## [Activity]
Using the listing below, print exactly everything from the line with "let delay_secs = (INITIAL_DELAY_SECS" down to the line with "if attempt == 1", both included, and nothing more.

## [Provided records]
■ ■ ■ ■
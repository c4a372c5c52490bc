//! Outbound delivery: markup stripping, chunking, paced sequential sends.

use resumate_core::chunker::DEFAULT_MAX_CHUNK_LEN;
use resumate_core::util::preview;
use resumate_core::{ChatTransport, ConversationId, SendOptions, split_message};
use std::sync::Arc;
use std::time::Duration;
use tokio::time::sleep;
use tracing::{debug, warn};

/// Sent in place of an empty reply.
pub const NO_RESPONSE_NOTICE: &str = "⚠️ No response generated";

/// Markdown control characters removed before sending.
const MARKUP_CHARS: [char; 5] = ['*', '_', '`', '~', '#'];

const DEFAULT_CHUNK_DELAY: Duration = Duration::from_millis(500);

/// Remove Markdown styling characters so independently cut chunks can never
/// carry unbalanced markup.
#[must_use]
pub fn strip_markup(text: &str) -> String {
    text.replace(MARKUP_CHARS, "")
}

/// Outcome of one [`Deliverer::deliver`] call.
#[derive(Debug, Clone, Copy, Default, PartialEq, Eq)]
pub struct DeliveryReport {
    pub attempted: usize,
    pub delivered: usize,
}

impl DeliveryReport {
    #[must_use]
    pub const fn failed(&self) -> usize {
        self.attempted - self.delivered
    }
}

/// Sends replies chunk by chunk, in order, one at a time.
#[derive(Clone)]
pub struct Deliverer {
    transport: Arc<dyn ChatTransport>,
    max_chunk_len: usize,
    chunk_delay: Duration,
}

impl Deliverer {
    pub fn new(transport: Arc<dyn ChatTransport>) -> Self {
        Self {
            transport,
            max_chunk_len: DEFAULT_MAX_CHUNK_LEN,
            chunk_delay: DEFAULT_CHUNK_DELAY,
        }
    }

    #[must_use]
    pub fn with_max_chunk_len(mut self, max_chunk_len: usize) -> Self {
        self.max_chunk_len = max_chunk_len.max(1);
        self
    }

    #[must_use]
    pub const fn with_chunk_delay(mut self, chunk_delay: Duration) -> Self {
        self.chunk_delay = chunk_delay;
        self
    }

    /// Deliver `text` as plain text.
    ///
    /// The first chunk goes out immediately; each later chunk waits for the
    /// previous send to resolve and then for the chunk delay. A failed chunk is
    /// logged and skipped. The keyboard in `options`, if any, is attached to
    /// the last chunk only.
    pub async fn deliver(
        &self,
        to: ConversationId,
        text: &str,
        options: &SendOptions,
    ) -> DeliveryReport {
        let plain = strip_markup(text);
        let plain = if plain.trim().is_empty() {
            NO_RESPONSE_NOTICE.to_string()
        } else {
            plain
        };

        let chunks = split_message(&plain, self.max_chunk_len);
        let total = chunks.clone().count();
        let plain_options = SendOptions::default();
        let mut report = DeliveryReport::default();

        for (index, chunk) in chunks.enumerate() {
            if index > 0 {
                sleep(self.chunk_delay).await;
            }

            let chunk_options = if index + 1 == total {
                options
            } else {
                &plain_options
            };

            report.attempted += 1;
            match self.transport.send_text(to, chunk, chunk_options).await {
                Ok(()) => {
                    report.delivered += 1;
                    debug!(
                        "[{to}] Sent chunk {}/{total}: {}",
                        index + 1,
                        preview(chunk, 60)
                    );
                }
                Err(e) => warn!("[{to}] Error sending chunk {}/{total}: {e}", index + 1),
            }
        }

        report
    }
}
use crate::Result;
use resumate_conversation::{Action, Command, ConversationEngine, Event, FileRef};
use resumate_core::ConversationId;
use resumate_core::util::preview;
use std::sync::Arc;
use teloxide::types::{CallbackQuery, Message};
use tracing::{debug, info};

/// Translate a Telegram message into an engine event.
///
/// Documents win over captions. Slash-prefixed text that is not a known
/// command is dropped.
fn message_event(msg: &Message) -> Option<Event> {
    let chat = ConversationId(msg.chat.id.0);

    if let Some(document) = msg.document() {
        return Some(Event::Document {
            chat,
            file: FileRef {
                id: document.file.id.0.clone(),
                file_name: document.file_name.clone(),
                mime_type: document.mime_type.as_ref().map(ToString::to_string),
            },
        });
    }

    let text = msg.text()?;
    if let Some(command) = Command::parse(text) {
        return Some(Event::Command { chat, command });
    }
    if text.starts_with('/') {
        return None;
    }
    Some(Event::Text {
        chat,
        text: text.to_string(),
    })
}

fn callback_event(query: &CallbackQuery) -> Option<Event> {
    let chat = query.message.as_ref()?.chat().id;
    Some(Event::Button {
        chat: ConversationId(chat.0),
        interaction_id: query.id.0.clone(),
        action: Action::parse(query.data.as_deref().unwrap_or_default()),
    })
}

/// Handle any inbound message (commands, text, documents).
pub async fn handle_message(engine: Arc<ConversationEngine>, msg: Message) -> Result<()> {
    let username = msg
        .from
        .as_ref()
        .and_then(|u| u.username.as_deref())
        .unwrap_or("unknown");

    let Some(event) = message_event(&msg) else {
        debug!("[@{username}] Ignoring unsupported message");
        return Ok(());
    };

    if let Event::Text { text, .. } = &event {
        info!("[@{username}] Message: {}", preview(text, 80));
    }

    engine.handle(event).await?;
    Ok(())
}

/// Handle an inline button press.
pub async fn handle_callback(engine: Arc<ConversationEngine>, query: CallbackQuery) -> Result<()> {
    let Some(event) = callback_event(&query) else {
        debug!(
            "[@{}] Ignoring callback without a message",
            query.from.username.as_deref().unwrap_or("unknown")
        );
        return Ok(());
    };

    engine.handle(event).await?;
    Ok(())
}
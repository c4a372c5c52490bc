use resumate_config::Config;

/// Writes the configuration template to `~/resumate/config.json`.
#[derive(Debug, Clone, Copy)]
pub struct InitStrategy;

impl super::CommandStrategy for InitStrategy {
    type Input = ();

    async fn execute(&self, _input: Self::Input) -> anyhow::Result<()> {
        Config::create_config()?;
        println!(
            "Created {}. Fill in the bot token and Gemini API key, or set TELEGRAM_BOT_TOKEN and GEMINI_API_KEY.",
            Config::config_path()?.display()
        );
        Ok(())
    }
}
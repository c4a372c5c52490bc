use crate::{Result, bot_commands, handler};
use resumate_conversation::ConversationEngine;
use std::{sync::Arc, time::Duration};
use teloxide::prelude::*;
use tokio::time::sleep;
use tracing::{error, info, warn};

/// Telegram front end of the résumé assistant.
#[derive(Clone)]
pub struct TelegramBot {
    /// Teloxide bot instance
    pub bot: Bot,
    /// Conversation state machine shared by all chats
    engine: Arc<ConversationEngine>,
}

impl TelegramBot {
    #[must_use]
    pub const fn new(bot: Bot, engine: Arc<ConversationEngine>) -> Self {
        Self { bot, engine }
    }

    /// Test connection to Telegram API with linear backoff retry.
    /// Starts at 2s, increases by 2s each attempt, max 10s delay.
    /// Retries indefinitely until connection succeeds.
    async fn test_connection(&self) {
        const INITIAL_DELAY_SECS: u64 = 2;
        const MAX_DELAY_SECS: u64 = 10;

        let mut attempt = 1u64;
        loop {
            match self.bot.get_me().await {
                Ok(me) => {
                    info!(
                        "Connected to Telegram API: @{} (id: {})",
                        me.user
                            .username
                            .unwrap_or_else(|| "no username".to_string()),
                        me.user.id
                    );
                    return;
                }
                Err(e) => {
                    let delay_secs = (INITIAL_DELAY_SECS * attempt).min(MAX_DELAY_SECS);
                    warn!("Connection attempt {attempt} failed: {e}. Retrying in {delay_secs}s...");

                    if attempt == 1 {
                        warn!("This may be due to:");
                        warn!("  - Network connectivity issues");
                        warn!("  - Firewall blocking api.telegram.org");
                        warn!("  - Invalid bot token");
                    }

                    sleep(Duration::from_secs(delay_secs)).await;
                    attempt += 1;
                }
            }
        }
    }

    /// Run the bot until Ctrl+C.
    pub async fn run(self) -> Result<()> {
        use teloxide::dispatching::{Dispatcher, UpdateFilterExt};
        use teloxide::dptree;
        use teloxide::types::{CallbackQuery, Message, Update};

        self.test_connection().await;

        self.bot.set_my_commands(bot_commands()).await?;
        info!("Registered bot commands");

        let schema = dptree::entry()
            .branch(Update::filter_message().endpoint({
                let engine = Arc::clone(&self.engine);
                move |msg: Message| {
                    let engine = Arc::clone(&engine);
                    async move {
                        if let Err(e) = handler::handle_message(engine, msg).await {
                            error!("Failed to handle message: {e}");
                        }
                        respond(())
                    }
                }
            }))
            .branch(Update::filter_callback_query().endpoint({
                let engine = Arc::clone(&self.engine);
                move |query: CallbackQuery| {
                    let engine = Arc::clone(&engine);
                    async move {
                        if let Err(e) = handler::handle_callback(engine, query).await {
                            error!("Failed to handle button press: {e}");
                        }
                        respond(())
                    }
                }
            }));

        Dispatcher::builder(self.bot, schema)
            .enable_ctrlc_handler()
            .build()
            .dispatch()
            .await;

        Ok(())
    }
}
■ ■ ■ ■
## [Completed task]
                    let delay_secs = (INITIAL_DELAY_SECS * attempt).min(MAX_DELAY_SECS);
                    warn!("Connection attempt {attempt} failed: {e}. Retrying in {delay_secs}s...");

                    if attempt == 1 {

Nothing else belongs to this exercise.